Рассуждая в таком духе, Туге был спокоен, хотя и выглядел устало. Я не нарушил течение его речи ни единым вопросом. И лишь тогда, когда он махнул рукой возле подбородка, словно отгоняя муху (жест означал, что он не желает более говорить), я спросил:
— Скажите, Ваше Величество, в самом ли деле почта на всей территории Империи работает исправно?

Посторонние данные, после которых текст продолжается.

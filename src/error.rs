//! Error taxonomy for the records core.
//!
//! - [`SchemaError`]: programmer error (unknown entity or field, malformed
//!   relationship graph). Surfaces at startup, never on a well-formed request.
//! - [`ValidationError`]: every violation found in one proposed write.
//!   Recoverable and returned to the caller as a whole.
//! - [`ReferentialIntegrityError`]: the dangling or mistyped reference case of
//!   a validation failure, carried inside a [`ValidationError`].
//! - [`StaleWriteError`]: optimistic concurrency conflict on update.
//! - [`WriteError`]: what the row store returns from a write.

use serde::Serialize;
use thiserror::Error;

use crate::model::{EntityKind, Role, RowId};

#[derive(Debug, Clone, PartialEq, Eq, Error)]
pub enum SchemaError {
    #[error("unknown entity '{0}'")]
    UnknownEntity(String),

    #[error("entity {entity} has no field '{field}'")]
    UnknownField { entity: EntityKind, field: String },

    #[error("edge {entity}.{field} is malformed: {reason}")]
    MalformedEdge {
        entity: EntityKind,
        field: &'static str,
        reason: String,
    },

    #[error("ownership edges form a cycle: {}", format_cycle(.0))]
    OwnershipCycle(Vec<EntityKind>),
}

fn format_cycle(path: &[EntityKind]) -> String {
    path.iter().map(|kind| kind.as_str()).collect::<Vec<_>>().join(" -> ")
}

/// Why a reference field failed to resolve.
#[derive(Debug, Clone, PartialEq, Serialize)]
#[serde(tag = "problem", rename_all = "snake_case")]
pub enum ReferenceProblem {
    Missing,
    WrongEntity { found: EntityKind },
    WrongRole { expected: Role, found: String },
}

#[derive(Debug, Clone, PartialEq, Serialize, Error)]
#[serde(rename_all = "camelCase")]
#[error("{field} -> {target} {id}: {}", describe_problem(.problem))]
pub struct ReferentialIntegrityError {
    /// Reported by the enclosing [`Violation`].
    #[serde(skip_serializing)]
    pub field: String,
    pub target: EntityKind,
    pub id: RowId,
    #[serde(flatten)]
    pub problem: ReferenceProblem,
}

fn describe_problem(problem: &ReferenceProblem) -> String {
    match problem {
        ReferenceProblem::Missing => "no such row".to_string(),
        ReferenceProblem::WrongEntity { found } => format!("row is a {found}"),
        ReferenceProblem::WrongRole { expected, found } => {
            format!("account has role '{found}', expected '{expected}'")
        }
    }
}

/// The rule a field broke. Variants are declared in the order the checks run,
/// which is also the order violations are reported in.
#[derive(Debug, Clone, PartialEq, Serialize)]
#[serde(tag = "rule", rename_all = "snake_case")]
pub enum ViolationKind {
    UnknownField,
    ReadOnly,
    Immutable,
    AppendOnly,
    Required,
    Type { expected: &'static str },
    Format { reason: String },
    Enumeration { allowed: &'static [&'static str] },
    Range { min: f64, max: f64 },
    Uniqueness { conflicting: RowId },
    Reference(ReferentialIntegrityError),
    CrossField { code: &'static str, reason: String },
    Contract { reason: String },
}

impl ViolationKind {
    /// Position of the check in the validation pipeline.
    pub fn stage(&self) -> u8 {
        match self {
            ViolationKind::UnknownField
            | ViolationKind::ReadOnly
            | ViolationKind::Immutable
            | ViolationKind::AppendOnly
            | ViolationKind::Required => 0,
            ViolationKind::Type { .. } | ViolationKind::Format { .. } => 1,
            ViolationKind::Enumeration { .. } => 2,
            ViolationKind::Range { .. } => 3,
            ViolationKind::Uniqueness { .. } => 4,
            ViolationKind::Reference(_) => 5,
            ViolationKind::CrossField { .. } => 6,
            ViolationKind::Contract { .. } => 7,
        }
    }

    fn label(&self) -> &'static str {
        match self {
            ViolationKind::UnknownField => "unknown",
            ViolationKind::ReadOnly => "read_only",
            ViolationKind::Immutable => "immutable",
            ViolationKind::AppendOnly => "append_only",
            ViolationKind::Required => "required",
            ViolationKind::Type { .. } => "type",
            ViolationKind::Format { .. } => "format",
            ViolationKind::Enumeration { .. } => "enumeration",
            ViolationKind::Range { .. } => "range",
            ViolationKind::Uniqueness { .. } => "uniqueness",
            ViolationKind::Reference(_) => "reference",
            ViolationKind::CrossField { code, .. } => *code,
            ViolationKind::Contract { .. } => "contract",
        }
    }
}

#[derive(Debug, Clone, PartialEq, Serialize)]
pub struct Violation {
    pub field: String,
    #[serde(flatten)]
    pub kind: ViolationKind,
    pub message: String,
}

impl Violation {
    pub fn new(field: impl Into<String>, kind: ViolationKind) -> Self {
        let field = field.into();
        let message = match &kind {
            ViolationKind::UnknownField => format!("{field} is not a field of this record"),
            ViolationKind::ReadOnly => format!("{field} is managed by the system"),
            ViolationKind::Immutable => format!("{field} cannot change after creation"),
            ViolationKind::AppendOnly => {
                "record is append-only; submit a correction instead".to_string()
            }
            ViolationKind::Required => format!("{field} is required"),
            ViolationKind::Type { expected } => format!("{field} must be {expected}"),
            ViolationKind::Format { reason } => format!("{field} {reason}"),
            ViolationKind::Enumeration { allowed } => {
                format!("{field} must be one of: {}", allowed.join(", "))
            }
            ViolationKind::Range { min, max } => format!("{field} must be within [{min}, {max}]"),
            ViolationKind::Uniqueness { conflicting } => {
                format!("{field} is already used by {conflicting}")
            }
            ViolationKind::Reference(err) => err.to_string(),
            ViolationKind::CrossField { reason, .. } | ViolationKind::Contract { reason } => {
                reason.clone()
            }
        };
        Self { field, kind, message }
    }

    /// Short code such as `uniqueness:rollNumber` or `marks<=maxMarks`.
    pub fn code(&self) -> String {
        match &self.kind {
            ViolationKind::CrossField { code, .. } => (*code).to_string(),
            kind => format!("{}:{}", kind.label(), self.field),
        }
    }
}

#[derive(Debug, Clone, PartialEq, Serialize, Error)]
#[error("{entity} rejected with {} violation(s)", .violations.len())]
pub struct ValidationError {
    pub entity: EntityKind,
    pub violations: Vec<Violation>,
}

impl ValidationError {
    pub fn new(entity: EntityKind, mut violations: Vec<Violation>) -> Self {
        violations.sort_by_key(|v| v.kind.stage());
        Self { entity, violations }
    }

    pub fn single(entity: EntityKind, violation: Violation) -> Self {
        Self::new(entity, vec![violation])
    }

    pub fn codes(&self) -> Vec<String> {
        self.violations.iter().map(Violation::code).collect()
    }

    pub fn has_code(&self, code: &str) -> bool {
        self.violations.iter().any(|v| v.code() == code)
    }

    pub fn on_field<'a>(&'a self, field: &'a str) -> impl Iterator<Item = &'a Violation> + 'a {
        self.violations.iter().filter(move |v| v.field == field)
    }

    /// The referential integrity failures among the violations.
    pub fn referential(&self) -> impl Iterator<Item = &ReferentialIntegrityError> {
        self.violations.iter().filter_map(|v| match &v.kind {
            ViolationKind::Reference(err) => Some(err),
            _ => None,
        })
    }

    pub fn is_referential(&self) -> bool {
        self.referential().next().is_some()
    }
}

#[derive(Debug, Clone, PartialEq, Eq, Serialize, Error)]
#[serde(rename_all = "camelCase")]
#[error("{entity} {id} is at version {actual}, write expected version {expected}")]
pub struct StaleWriteError {
    pub entity: EntityKind,
    pub id: RowId,
    pub expected: u64,
    pub actual: u64,
}

#[derive(Debug, Clone, PartialEq, Error)]
pub enum WriteError {
    #[error(transparent)]
    Validation(#[from] ValidationError),

    #[error(transparent)]
    Stale(#[from] StaleWriteError),

    #[error("{entity} {id} does not exist")]
    NotFound { entity: EntityKind, id: RowId },

    #[error("{0} records cannot be deactivated")]
    NotDeactivatable(EntityKind),

    #[error("{0} records are updated directly, not corrected")]
    NotCorrectable(EntityKind),

    #[error("account {0} is deactivated")]
    Inactive(RowId),

    #[error(transparent)]
    Schema(#[from] SchemaError),
}

impl WriteError {
    pub fn validation(&self) -> Option<&ValidationError> {
        match self {
            WriteError::Validation(err) => Some(err),
            _ => None,
        }
    }
}

#[derive(Debug, Error)]
pub enum DecodeError {
    #[error("record is a {actual}, not a {expected}")]
    KindMismatch {
        expected: EntityKind,
        actual: EntityKind,
    },

    #[error("record does not match its typed view: {0}")]
    Shape(#[from] serde_json::Error),
}

#[cfg(test)]
mod tests {
    use super::*;

    #[test]
    fn test_violations_sorted_by_stage() {
        let err = ValidationError::new(
            EntityKind::Grade,
            vec![
                Violation::new(
                    "marks",
                    ViolationKind::CrossField {
                        code: "marks<=maxMarks",
                        reason: "marks exceed maxMarks".to_string(),
                    },
                ),
                Violation::new("studentId", ViolationKind::Required),
            ],
        );
        assert_eq!(err.codes(), vec!["required:studentId", "marks<=maxMarks"]);
    }

    #[test]
    fn test_referential_violations_are_queryable() {
        let reference = ReferentialIntegrityError {
            field: "studentId".to_string(),
            target: EntityKind::Student,
            id: RowId(42),
            problem: ReferenceProblem::Missing,
        };
        let err = ValidationError::single(
            EntityKind::Attendance,
            Violation::new("studentId", ViolationKind::Reference(reference.clone())),
        );
        assert!(err.is_referential());
        assert_eq!(err.referential().next(), Some(&reference));
        assert_eq!(err.violations[0].message, "studentId -> Student #42: no such row");
    }

    #[test]
    fn test_reference_violation_serializes_flat() {
        let wrong_role = ReferentialIntegrityError {
            field: "accountId".to_string(),
            target: EntityKind::Account,
            id: RowId(7),
            problem: ReferenceProblem::WrongRole {
                expected: Role::Student,
                found: "faculty".to_string(),
            },
        };
        let violation = Violation::new("accountId", ViolationKind::Reference(wrong_role));

        let text = serde_json::to_string(&violation).unwrap();
        assert_eq!(text.matches("\"field\"").count(), 1);
        assert_eq!(text.matches("\"problem\"").count(), 1);

        let body: serde_json::Value = serde_json::from_str(&text).unwrap();
        assert_eq!(body["field"], "accountId");
        assert_eq!(body["rule"], "reference");
        assert_eq!(body["target"], "Account");
        assert_eq!(body["id"], 7);
        assert_eq!(body["problem"], "wrong_role");
        assert_eq!(body["expected"], "student");
        assert_eq!(body["found"], "faculty");
    }

    #[test]
    fn test_cross_field_code_is_the_rule_name() {
        let violation = Violation::new(
            "presentDays",
            ViolationKind::CrossField {
                code: "presentDays<=totalWorkingDays",
                reason: "presentDays 21 exceed totalWorkingDays 20".to_string(),
            },
        );
        assert_eq!(violation.code(), "presentDays<=totalWorkingDays");
        let body = serde_json::to_value(&violation).unwrap();
        assert_eq!(body["rule"], "cross_field");
        assert_eq!(body["code"], "presentDays<=totalWorkingDays");
    }
}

Император в ответ благодушно рассмеялся. Мой вопрос, вероятно, показался монголу слишком простосердечным».
Запись № 8.
«Не знаю, как долго я буду еще служить забавой для Его Величества, но мое положение изменилось с тех пор, как начальник Императорской канцелярии сообщил мне, что я принят на государственную службу. Содействовал ли этому калмык, мне неизвестно. У меня немного обязанностей. Я всего лишь должен, сказал мне господин Илак, постоянно находиться недалеко от Императора и ждать, когда он пожелает со мной говорить. Моя должность называется нелепо — „уши и язык для Императора“. Однако Дайр уверяет меня, что на монгольском это звучит весомо и благородно. Более того, он выразил предположение, что должность приравнивается к рангу императорского секретаря. Впрочем, как бы ни называлась моя должность, она принесла мне ту пользу, что избавила меня от заточения, в котором я находился до сих пор. И хотя я не получил полной свободы (мне запрещено самостоятельно покидать императорскую резиденцию), многие чиновники, которые прежде смотрели на меня с презрением, когда меня привозили из тюрьмы во дворец, кланяются мне теперь и не требуют от меня никаких подарков. Последнее для меня более важно, чем первое, так как у меня уже ничего не осталось, кроме этого журнала, который я прячу под одеждой. Сегодня я расстанусь и с ним, поручив его заботам монгольской императорской почты, ибо хранить его при себе небезопасно. Я не надеюсь, что увижу когда-нибудь дом моего прадеда Герардо на кампо Санто-Стефано в Венеции. Новый Каракорум ушел далеко на восток, в степные пространства Империи — монгольской ли, русской, мне безразлично. Движение продолжается, как сказал мне сегодня Император во время прогулки по дворцовой площади. При этом он указал на отверстие, называемое по-монгольски тооно. Там ярко сиял клочок азиатского неба».
По записям в «Черкасской хронике» можно установить, что в марте 1805 года жаркий ветер, «прилетевший из Африки», необычайно быстро растопил сплошную корку льда, покрывавшую Приазовскую степь. Тот же источник сообщает, что 18 мая Платов, поднявшись во главе торжественной процессии на вершину Бирючьего Кута, где свежими бороздами были размечены площади и улицы Нового Черкасска, заложил первый камень долгожданного города, спроектированного де Воллантом.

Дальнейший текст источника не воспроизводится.